- Theatrical release poster
- Directed by: Dwarakish
- Written by: A. L. Narayanan (dialogues)
- Screenplay by: Dwarakish
- Based on: Pyar Jhukta Nahin by Vijay Sadanah
- Produced by: Dwarakish
- Starring: Rajinikanth; Sridevi;
- Cinematography: Devi Prasad
- Edited by: Gauthamraj
- Music by: Vijay Anand
- Production company: Dwarakish Chithra
- Release date: 1 March 1986;
- Running time: 145 minutes
- Country: India
- Language: Tamil

= Naan Adimai Illai =

Naan Adimai Illai is a 1986 Indian Tamil-language romantic drama film produced and directed by Dwarakish. The film stars Rajinikanth and Sridevi. A remake of the Hindi film Pyar Jhukta Nahin (1985), this was the last Tamil film for Sridevi in 1980s who then concentrated on her Bollywood career, though she would later return to Tamil cinema in the 2010s. Naan Adimai Illai was released on 1 March 1986, and became a box office failure.

== Plot ==
Vijay is a professional photographer from a middle-class background, who falls in love with a rich girl, Priya, whose father is Rajasekhar, a class-conscious man. They are stubborn in their love and marry against her parents' wishes. But soon the marriage is on the rocks due to the difference in their backgrounds, with the wily Rajasekhar playing his cards very well to split his daughter up from Vijay. They have a fight and Priya goes back to her parents' house and Rajasekhar coerces her to file for divorce from Vijay. After a few days, Priya visits the doctor for a stomach-ache and learns that she is pregnant. An elated Priya is ready to mend fences with Vijay and wants to tell him the news, but is blocked by her dad who has fixed her remarriage with someone else. She gives her dad the slip and goes to Vijay's house, just to find out that he has vacated the place recently.

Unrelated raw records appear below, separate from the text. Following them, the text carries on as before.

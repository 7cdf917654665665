//! Text-art rendering stages.
//!
//! The pipeline in [`crate::pipeline`] strings these together:
//!
//! 1. **Filters** - photometric and spatial adjustments on the source pixels
//! 2. **Resampling** - average source blocks down to the cell grid
//! 3. **Edge detection** - optional Sobel pass over cell luminance
//! 4. **Dithering** - optional Floyd-Steinberg error diffusion
//! 5. **Glyph mapping** - intensity (and edges) to a character from a preset
//! 6. **Encoding** - plain text, ANSI-256, truecolor, HTML or Braille
//!
//! # Character Sets
//!
//! Named presets live in [`charset`]; a custom glyph string overrides them.
//! Braille mode bypasses the presets and draws 2x4 dot cells instead.

pub mod braille;
mod charset;
mod dimensions;
mod dither;
mod downsample;
mod edges;
mod encode;
mod filters;
mod grayscale;
mod grid;
mod mapping;
mod xterm;

pub use charset::{list_presets, preset_glyphs, preset_names, GlyphRamp};
pub use dimensions::output_height;
pub use dither::{dither, dither_plane, dither_plane_to, dither_rgb, dither_rgb_to};
pub use downsample::{resample, resample_exact};
pub use edges::{
    detect_edges, EdgeCell, EdgeDirection, EdgeMap, StructureCharset, STRUCTURE_CHARSET,
    STRUCTURE_CHARSET_ASCII,
};
pub use encode::{encode, encode_ansi256, encode_html, encode_plain, encode_truecolor, RESET};
pub use filters::{apply_filters, gaussian_blur, unsharp_mask};
pub use grayscale::{histogram, luminance, to_grayscale};
pub use grid::{Cell, CellColor, OutputGrid, SampleGrid};
pub use mapping::{glyph_index, level_intensity, remap_detail, select_glyph};
pub use xterm::{nearest_ansi256, xterm_color, CUBE_LEVELS};

pub use braille::{grid_to_braille, BRAILLE_BASE};
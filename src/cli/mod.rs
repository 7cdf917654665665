//! Command-line interface definitions and helpers.
//!
//! This module contains all CLI argument parsing, enums, and subcommand handlers.

mod args;
mod commands;
mod enums;

pub use args::{Args, Command};
pub use commands::{handle_config_action, run_convert, run_list_presets, run_suggest, CliResult};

Later Vijay is in a hospital to visit his friend and Priya is brought to the same hospital with labour pains. Vijay is thrilled and tries to talk to Priya, but Rajasekhar tells Vijay that he will give him the baby on the condition that he promises to never see Priya again and Vijay agrees. Priya gives birth to a son and Vijay takes him away. Priya's father tells her that the baby was stillborn. She is dejected and loses her mental balance and thinks that her son is still alive. Vijay brings up his son away from Priya's family. Many years later, Priya who is seriously depressed and always carries a doll assuming it to be her son, is unknowingly brought by her parents close to where Vijay lives and she gets acquainted with a boy in the neighbourhood. The boy turns out to be her son and he leads Priya to Vijay.

== Production ==
Naan Adimai Illai is a remake of the Hindi film Pyar Jhukta Nahin (1985). Rajinikanth wanted Sridevi in the film, and she accepted instantly. Director and producer Dwarakish, who also produced and directed the Kannada version Nee Bareda Kadambari (1985), noted the difficulty in obtaining her dates because "her call sheet was similar to that of a superstar". It was her final appearance in a Tamil film before she concentrated on her Bollywood career, though she would later return in the 2010s. She had played the same role in the Telugu version Pachani Kapuram (1985). The song "Pona Poguthu" was shot at Juhu Beach.

== Soundtrack ==
The soundtrack was composed by Vijay Anand. The song "Oru Jeevan Thaan" is set to the Mishra Shivaranjani raga.

Track listing
| No. | Title | Lyrics | Singer(s) | Length |
|---|---|---|---|---|
| 1. | "Oru Jeevanthan" | Vaali | S. P. Balasubrahmanyam, S. Janaki | 4:48 |
| 2. | "Devi Devi" | Vairamuthu | S. P. Balasubrahmanyam, S. Janaki | 4:32 |
| 3. | "Vaa Vaa" | Muthulingam | S. P. Balasubrahmanyam, S. Janaki | 4:35 |
| 4. | "Pona Poguthu" | Vairamuthu | S. P. Balasubrahmanyam, S. Janaki | 4:19 |
| 5. | "Oru Jeevanthan" (Pathos 1) | Vaali | S. P. Balasubrahmanyam | 4:56 |
| 6. | "Oru Jeevanthan" (Pathos 2) | Vaali | S. Janaki | 5:20 |
| 7. | "Vaa Vaa Idayame" | Muthulingam | S. P. Balasubrahmanyam, S. Janaki | 4:27 |
| Total length: |  |  |  | 29:35 |

== Critical reception ==
Kalki criticised the film's second half, saying it looked like the film was stumbling without knowing how to take the story forward. Ananda Vikatan gave the film a rating of 41 out of 100, feeling Rajinikanth did not have much scope for performance and Girish Karnad was wasted.